By (author): Chris McCabe Jeremy Reed

London in the dark end-times of the late noughties; escaped war criminals and their hired thugs scavenge like hyenas amid the city's smut and glitter, the system appears in nonchalant free-fall and words drop cheaply as grimy metropolitan rain. With this dystopian backdrop, where language is spun, redacted and renditioned, McCabe and Reed's gritty riposte performs an angry and elegant resistance.

The result of this psychogeographic collaboration between two of modern poetry's most distinct voices is this - a poetry chain-letter that seeks to interrogate the city at one of the most peculiar and sinister points in contemporary history and to map the capital on foot, under their own light; poems as foundlings; the weight of language and place obsessively and voraciously explored. Beneath flagstones, in river silt and on the top decks of buses, the strange, dark energies of the city find their way into this electrifying exchange of poems.

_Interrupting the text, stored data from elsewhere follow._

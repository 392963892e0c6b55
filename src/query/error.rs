use crate::query::tag::TagKind;
use thiserror::Error;

/// Rejections raised while composing a query, before anything touches the network.
#[derive(Debug, Clone, PartialEq, Error)]
pub enum QueryError {
    #[error("Unknown variable '{0}'")]
    UnknownVariable(String),

    #[error("Latitude {0} is outside [-90, 90]")]
    LatitudeOutOfRange(f64),

    #[error("Longitude {0} is outside [-180, 180]")]
    LongitudeOutOfRange(f64),

    #[error("Inverted {axis} bounds: min {min} is greater than max {max}")]
    InvertedBounds {
        axis: &'static str,
        min: f64,
        max: f64,
    },

    #[error("Unknown aggregation '{0}'")]
    UnknownAggregation(String),

    #[error("Unknown analysis operator '{0}'")]
    UnknownAnalysis(String),

    #[error("Invalid aggregation window '{0}'")]
    InvalidWindow(String),

    #[error("A {tag} tag requires an earlier {prerequisite} tag")]
    OrderingViolation {
        tag: TagKind,
        prerequisite: TagKind,
    },
}
//! The append-only query value.
//!
//! Every composition method borrows the current [`QueryState`] and returns a new one
//! with exactly one extra [`Tag`], leaving the original untouched:
//!
//! ```
//! use iridl::QueryState;
//!
//! let base = QueryState::base();
//! let at_site = base
//!     .with_variable("air_temperature")?
//!     .filter_point(45.67, -85.553)?;
//!
//! assert_eq!(base.len(), 1);
//! assert_eq!(at_site.len(), 3);
//! # Ok::<(), iridl::QueryError>(())
//! ```

use crate::query::error::QueryError;
use crate::query::grammar::Grammar;
use crate::query::tag::{AggregationOp, AnalysisOp, Tag, TagKind};
use crate::query::url::generate;
use ordered_float::OrderedFloat;
use std::fmt;
use std::hash::{Hash, Hasher};
use std::sync::Arc;

/// An ordered, immutable sequence of tags that starts with the base marker.
///
/// Equality and hashing look at the tag sequence only; the grammar a state was
/// validated against does not take part.
#[derive(Debug, Clone)]
pub struct QueryState {
    tags: Vec<Tag>,
    grammar: Arc<Grammar>,
}

impl QueryState {
    /// A query holding only the base marker, validated by [`Grammar::default`].
    pub fn base() -> Self {
        Self::with_grammar(Grammar::default())
    }

    /// A query holding only the base marker, validated by `grammar` from here on.
    pub fn with_grammar(grammar: Grammar) -> Self {
        Self::from_shared_grammar(Arc::new(grammar))
    }

    pub(crate) fn from_shared_grammar(grammar: Arc<Grammar>) -> Self {
        Self {
            tags: vec![grammar.base_tag()],
            grammar,
        }
    }

    pub fn tags(&self) -> &[Tag] {
        &self.tags
    }

    pub fn len(&self) -> usize {
        self.tags.len()
    }

    /// Always false: a query holds at least its base marker.
    pub fn is_empty(&self) -> bool {
        self.tags.is_empty()
    }

    pub fn grammar(&self) -> &Grammar {
        &self.grammar
    }

    /// Names of all selected variables, in selection order.
    pub fn variables(&self) -> impl Iterator<Item = &str> {
        self.tags.iter().filter_map(|tag| match tag {
            Tag::VariableSelect { name, .. } => Some(name.as_str()),
            _ => None,
        })
    }

    /// Names the selected variables carry inside fetched files: the last component
    /// of each catalog path (`temp` for `.../.deg0p5/.temp`).
    pub fn data_variables(&self) -> impl Iterator<Item = &str> {
        self.tags.iter().filter_map(|tag| match tag {
            Tag::VariableSelect { path, .. } => {
                let last = path.rsplit("/.").next().unwrap_or(path);
                Some(last.trim_start_matches('.'))
            }
            _ => None,
        })
    }

    /// Serializes the query into its URL, without the data-format suffix.
    pub fn to_url(&self) -> String {
        generate(self)
    }

    fn append(&self, tag: Tag) -> Result<QueryState, QueryError> {
        self.grammar.check_append(&self.tags, tag.kind())?;
        let mut tags = Vec::with_capacity(self.tags.len() + 1);
        tags.extend_from_slice(&self.tags);
        tags.push(tag);
        Ok(QueryState {
            tags,
            grammar: Arc::clone(&self.grammar),
        })
    }

    /// Selects a dataset variable by its identifier in the grammar's catalog.
    ///
    /// # Errors
    ///
    /// [`QueryError::UnknownVariable`] if `name` is not catalogued, or
    /// [`QueryError::OrderingViolation`] if the grammar forbids the position.
    pub fn with_variable(&self, name: &str) -> Result<QueryState, QueryError> {
        let tag = self.grammar.resolve_variable(name)?;
        self.append(tag)
    }

    /// Restricts the query to the grid point nearest `lat`/`lon`. Bounds are inclusive.
    pub fn filter_point(&self, lat: f64, lon: f64) -> Result<QueryState, QueryError> {
        validate_latitude(lat)?;
        validate_longitude(lon)?;
        self.append(Tag::PointFilter {
            lat: OrderedFloat(lat),
            lon: OrderedFloat(lon),
        })
    }

    /// Restricts the query to a bounding box.
    pub fn filter_region(
        &self,
        lat_min: f64,
        lat_max: f64,
        lon_min: f64,
        lon_max: f64,
    ) -> Result<QueryState, QueryError> {
        validate_latitude(lat_min)?;
        validate_latitude(lat_max)?;
        validate_longitude(lon_min)?;
        validate_longitude(lon_max)?;
        if lat_min > lat_max {
            return Err(QueryError::InvertedBounds {
                axis: "latitude",
                min: lat_min,
                max: lat_max,
            });
        }
        if lon_min > lon_max {
            return Err(QueryError::InvertedBounds {
                axis: "longitude",
                min: lon_min,
                max: lon_max,
            });
        }
        self.append(Tag::RegionFilter {
            lat_min: OrderedFloat(lat_min),
            lat_max: OrderedFloat(lat_max),
            lon_min: OrderedFloat(lon_min),
            lon_max: OrderedFloat(lon_max),
        })
    }

    /// Applies a temporal reduction such as `runningAverage` over `window` along `T`.
    ///
    /// `window` is passed through to the URL verbatim, so it must be a single non-empty
    /// path segment (no `/` and no whitespace).
    pub fn aggregate(&self, op: &str, window: &str) -> Result<QueryState, QueryError> {
        let op: AggregationOp = op.parse()?;
        if window.is_empty() || window.contains('/') || window.chars().any(char::is_whitespace) {
            return Err(QueryError::InvalidWindow(window.to_string()));
        }
        self.append(Tag::TemporalAggregate {
            op,
            window: window.to_string(),
        })
    }

    /// Applies a whole-series analysis operator such as `yearly-anomalies`.
    pub fn analyze(&self, op: &str) -> Result<QueryState, QueryError> {
        let op: AnalysisOp = op.parse()?;
        self.append(Tag::AnalysisOp { op })
    }

    pub(crate) fn has_kind(&self, kind: TagKind) -> bool {
        self.tags.iter().any(|tag| tag.kind() == kind)
    }
}

fn validate_latitude(lat: f64) -> Result<(), QueryError> {
    if lat.is_finite() && (-90.0..=90.0).contains(&lat) {
        Ok(())
    } else {
        Err(QueryError::LatitudeOutOfRange(lat))
    }
}

fn validate_longitude(lon: f64) -> Result<(), QueryError> {
    if lon.is_finite() && (-180.0..=180.0).contains(&lon) {
        Ok(())
    } else {
        Err(QueryError::LongitudeOutOfRange(lon))
    }
}

impl Default for QueryState {
    fn default() -> Self {
        Self::base()
    }
}

impl PartialEq for QueryState {
    fn eq(&self, other: &Self) -> bool {
        self.tags == other.tags
    }
}

impl Eq for QueryState {}

impl Hash for QueryState {
    fn hash<H: Hasher>(&self, state: &mut H) {
        self.tags.hash(state);
    }
}

impl fmt::Display for QueryState {
    fn fmt(&self, f: &mut fmt::Formatter<'_>) -> fmt::Result {
        write!(f, "{}", generate(self))
    }
}

/// Starts a new query with the default grammar.
pub fn base() -> QueryState {
    QueryState::base()
}

pub fn with_variable(state: &QueryState, name: &str) -> Result<QueryState, QueryError> {
    state.with_variable(name)
}

pub fn filter_point(state: &QueryState, lat: f64, lon: f64) -> Result<QueryState, QueryError> {
    state.filter_point(lat, lon)
}

pub fn filter_region(
    state: &QueryState,
    lat_min: f64,
    lat_max: f64,
    lon_min: f64,
    lon_max: f64,
) -> Result<QueryState, QueryError> {
    state.filter_region(lat_min, lat_max, lon_min, lon_max)
}

pub fn aggregate(state: &QueryState, op: &str, window: &str) -> Result<QueryState, QueryError> {
    state.aggregate(op, window)
}

pub fn analyze(state: &QueryState, op: &str) -> Result<QueryState, QueryError> {
    state.analyze(op)
}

McCabe and Reed's wide-eyed, X-rayed Cubist vision of London is more than a cultural mapping. It is a significant addition to the poetry of London. Partly a response to Whitehall's warring, it uncovers deeper historical and pyschogeographical interplay within the city. Horizontal and vertical layers of story are contextualized and abstracted to reveal multifarious states of being, control and flux. These anchored, edgy scripts of multiverse unearth deposits in angular localised texts that make you smile, laugh, wonder and leave you wanting more. A tour de force in every way.
David Caddy

This book is both a celebration and a dark critique, appropriate for the dark times we inhabit. Intense and uncompromising and I'm already looking forward to reading Part Two!
Steve Spence, Stride Magazine

Chris McCabe was born in Liverpool in 1977. His poetry collections are The Hutton Inquiry, Zeppelins and The Restructure, all published by Salt. He has recorded a CD with The Poetry Archive and written a play Shad Thames, Broken Wharf, which was performed at the London Word Festival and subsequently published by Penned in the Margins in 2010. He works as Poetry Librarian at The Poetry Library, London, and teaches for The Poetry School.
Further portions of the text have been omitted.